_Work required_:
The answer should consist solely of the lines from the first one below through the line containing "URL is given", copied exactly.

_Material for this exercise_:

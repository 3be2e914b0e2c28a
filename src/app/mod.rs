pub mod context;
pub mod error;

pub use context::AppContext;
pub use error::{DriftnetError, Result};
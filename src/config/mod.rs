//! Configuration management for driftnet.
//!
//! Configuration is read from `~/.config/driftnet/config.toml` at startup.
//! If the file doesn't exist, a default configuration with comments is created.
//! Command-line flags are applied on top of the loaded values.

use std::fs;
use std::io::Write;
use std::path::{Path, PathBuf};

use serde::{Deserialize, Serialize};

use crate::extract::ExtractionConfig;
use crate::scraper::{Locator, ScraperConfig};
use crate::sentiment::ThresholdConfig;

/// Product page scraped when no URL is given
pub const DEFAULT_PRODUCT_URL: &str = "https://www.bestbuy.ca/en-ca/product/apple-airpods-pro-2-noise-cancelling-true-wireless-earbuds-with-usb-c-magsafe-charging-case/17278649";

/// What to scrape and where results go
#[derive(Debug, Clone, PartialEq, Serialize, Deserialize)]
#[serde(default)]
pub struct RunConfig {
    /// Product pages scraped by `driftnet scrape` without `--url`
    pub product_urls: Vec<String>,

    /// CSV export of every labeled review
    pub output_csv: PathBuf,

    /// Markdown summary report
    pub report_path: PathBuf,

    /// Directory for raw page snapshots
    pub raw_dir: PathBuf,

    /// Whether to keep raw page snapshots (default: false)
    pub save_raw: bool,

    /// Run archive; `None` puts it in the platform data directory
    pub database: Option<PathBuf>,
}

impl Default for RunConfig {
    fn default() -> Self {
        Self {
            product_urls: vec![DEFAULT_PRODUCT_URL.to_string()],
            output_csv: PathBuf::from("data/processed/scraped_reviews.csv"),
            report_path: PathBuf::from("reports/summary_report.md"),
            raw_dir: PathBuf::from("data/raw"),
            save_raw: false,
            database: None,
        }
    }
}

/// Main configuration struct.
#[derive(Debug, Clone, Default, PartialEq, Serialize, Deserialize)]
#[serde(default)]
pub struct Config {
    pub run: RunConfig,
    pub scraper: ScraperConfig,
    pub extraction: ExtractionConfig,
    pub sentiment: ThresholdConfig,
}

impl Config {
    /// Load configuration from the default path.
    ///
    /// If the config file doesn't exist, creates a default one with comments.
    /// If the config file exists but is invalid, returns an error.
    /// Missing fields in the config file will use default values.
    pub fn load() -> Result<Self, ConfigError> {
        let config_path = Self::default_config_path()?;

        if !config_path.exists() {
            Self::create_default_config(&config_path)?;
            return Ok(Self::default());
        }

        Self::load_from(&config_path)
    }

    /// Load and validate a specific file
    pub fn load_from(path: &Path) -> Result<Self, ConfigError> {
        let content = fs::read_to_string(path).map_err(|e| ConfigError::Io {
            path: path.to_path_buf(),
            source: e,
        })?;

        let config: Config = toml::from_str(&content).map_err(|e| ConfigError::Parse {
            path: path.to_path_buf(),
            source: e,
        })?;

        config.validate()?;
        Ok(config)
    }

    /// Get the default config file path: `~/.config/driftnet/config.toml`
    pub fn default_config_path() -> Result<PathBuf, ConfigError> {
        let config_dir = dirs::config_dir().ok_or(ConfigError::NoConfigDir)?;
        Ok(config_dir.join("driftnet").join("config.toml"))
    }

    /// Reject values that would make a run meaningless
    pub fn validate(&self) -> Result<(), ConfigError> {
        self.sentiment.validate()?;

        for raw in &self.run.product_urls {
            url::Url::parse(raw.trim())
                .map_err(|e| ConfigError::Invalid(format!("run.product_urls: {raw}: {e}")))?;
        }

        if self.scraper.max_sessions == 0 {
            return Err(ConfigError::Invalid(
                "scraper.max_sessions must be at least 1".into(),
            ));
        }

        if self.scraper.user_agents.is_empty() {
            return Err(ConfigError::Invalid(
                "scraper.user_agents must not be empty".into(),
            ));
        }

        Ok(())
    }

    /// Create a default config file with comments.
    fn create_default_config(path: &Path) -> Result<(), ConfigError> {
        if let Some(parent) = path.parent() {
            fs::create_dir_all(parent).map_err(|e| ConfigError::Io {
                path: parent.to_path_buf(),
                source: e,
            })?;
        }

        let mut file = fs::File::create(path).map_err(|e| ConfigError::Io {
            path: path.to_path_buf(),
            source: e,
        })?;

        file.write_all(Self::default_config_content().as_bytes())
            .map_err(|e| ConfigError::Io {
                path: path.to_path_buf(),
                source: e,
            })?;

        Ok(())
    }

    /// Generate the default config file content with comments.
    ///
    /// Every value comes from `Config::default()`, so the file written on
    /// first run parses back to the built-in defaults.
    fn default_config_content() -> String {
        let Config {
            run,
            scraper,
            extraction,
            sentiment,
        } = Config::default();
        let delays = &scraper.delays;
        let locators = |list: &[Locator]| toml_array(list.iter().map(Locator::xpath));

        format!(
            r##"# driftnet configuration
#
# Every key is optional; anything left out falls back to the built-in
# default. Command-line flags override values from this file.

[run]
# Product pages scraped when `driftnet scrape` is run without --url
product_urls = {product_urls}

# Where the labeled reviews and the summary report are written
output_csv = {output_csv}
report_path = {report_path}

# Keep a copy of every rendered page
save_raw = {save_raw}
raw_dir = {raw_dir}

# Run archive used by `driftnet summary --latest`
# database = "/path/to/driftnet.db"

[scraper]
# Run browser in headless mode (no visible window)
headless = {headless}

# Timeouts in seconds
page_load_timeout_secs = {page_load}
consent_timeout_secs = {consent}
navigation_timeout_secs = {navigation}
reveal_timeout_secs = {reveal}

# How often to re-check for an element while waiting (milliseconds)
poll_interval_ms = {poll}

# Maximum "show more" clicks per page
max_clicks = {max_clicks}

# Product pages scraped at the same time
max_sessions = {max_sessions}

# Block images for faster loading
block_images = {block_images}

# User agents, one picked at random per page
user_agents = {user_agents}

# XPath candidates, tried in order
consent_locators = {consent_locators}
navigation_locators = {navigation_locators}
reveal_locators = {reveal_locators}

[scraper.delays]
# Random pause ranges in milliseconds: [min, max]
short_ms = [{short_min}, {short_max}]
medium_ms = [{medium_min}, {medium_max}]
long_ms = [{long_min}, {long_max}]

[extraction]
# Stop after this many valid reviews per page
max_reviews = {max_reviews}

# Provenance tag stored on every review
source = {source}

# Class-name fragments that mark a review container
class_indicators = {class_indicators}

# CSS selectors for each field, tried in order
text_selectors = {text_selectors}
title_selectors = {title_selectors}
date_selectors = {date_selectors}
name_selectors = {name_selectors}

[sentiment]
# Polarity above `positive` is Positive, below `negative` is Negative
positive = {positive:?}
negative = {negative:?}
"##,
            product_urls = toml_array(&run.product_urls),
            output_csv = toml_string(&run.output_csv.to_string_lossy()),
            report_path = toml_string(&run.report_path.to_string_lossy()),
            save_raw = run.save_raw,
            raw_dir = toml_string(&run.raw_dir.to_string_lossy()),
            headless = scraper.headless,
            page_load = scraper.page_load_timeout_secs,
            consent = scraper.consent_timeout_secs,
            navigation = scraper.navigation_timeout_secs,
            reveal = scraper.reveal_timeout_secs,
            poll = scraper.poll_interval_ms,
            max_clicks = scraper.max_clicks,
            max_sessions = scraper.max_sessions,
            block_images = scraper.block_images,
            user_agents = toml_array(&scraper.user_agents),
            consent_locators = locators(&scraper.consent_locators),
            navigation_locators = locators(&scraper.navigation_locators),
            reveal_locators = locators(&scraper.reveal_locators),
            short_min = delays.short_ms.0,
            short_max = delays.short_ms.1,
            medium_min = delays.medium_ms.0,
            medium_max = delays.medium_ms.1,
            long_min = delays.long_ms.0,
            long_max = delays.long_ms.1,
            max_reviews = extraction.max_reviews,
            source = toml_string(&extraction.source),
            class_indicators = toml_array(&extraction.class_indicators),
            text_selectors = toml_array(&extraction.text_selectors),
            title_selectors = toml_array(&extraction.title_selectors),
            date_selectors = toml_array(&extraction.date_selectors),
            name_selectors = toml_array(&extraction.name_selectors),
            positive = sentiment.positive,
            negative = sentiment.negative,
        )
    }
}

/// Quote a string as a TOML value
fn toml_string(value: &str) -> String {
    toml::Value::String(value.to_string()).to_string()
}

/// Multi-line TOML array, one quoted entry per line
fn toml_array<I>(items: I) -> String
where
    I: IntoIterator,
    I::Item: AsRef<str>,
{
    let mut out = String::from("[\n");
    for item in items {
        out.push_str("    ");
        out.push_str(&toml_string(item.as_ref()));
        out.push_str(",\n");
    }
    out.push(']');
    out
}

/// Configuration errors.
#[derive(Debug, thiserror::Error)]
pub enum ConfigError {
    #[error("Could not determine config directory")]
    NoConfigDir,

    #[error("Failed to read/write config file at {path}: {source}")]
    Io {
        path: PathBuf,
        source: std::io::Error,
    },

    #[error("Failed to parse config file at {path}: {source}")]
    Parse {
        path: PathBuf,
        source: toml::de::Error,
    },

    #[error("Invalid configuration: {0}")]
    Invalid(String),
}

_Solved exercise_:
repository 3be2e914b0e2c28a
filename src/app/mod.rs
pub mod context;
pub mod error;

pub use context::AppContext;
pub use error::{DriftnetError, Result};
filename src/config/mod.rs
//! Configuration management for driftnet.
//!
//! Configuration is read from `~/.config/driftnet/config.toml` at startup.
//! If the file doesn't exist, a default configuration with comments is created.
//! Command-line flags are applied on top of the loaded values.

use std::fs;
use std::io::Write;
use std::path::{Path, PathBuf};

use serde::{Deserialize, Serialize};

use crate::extract::ExtractionConfig;
use crate::scraper::{Locator, ScraperConfig};
use crate::sentiment::ThresholdConfig;

/// Product page scraped when no URL is given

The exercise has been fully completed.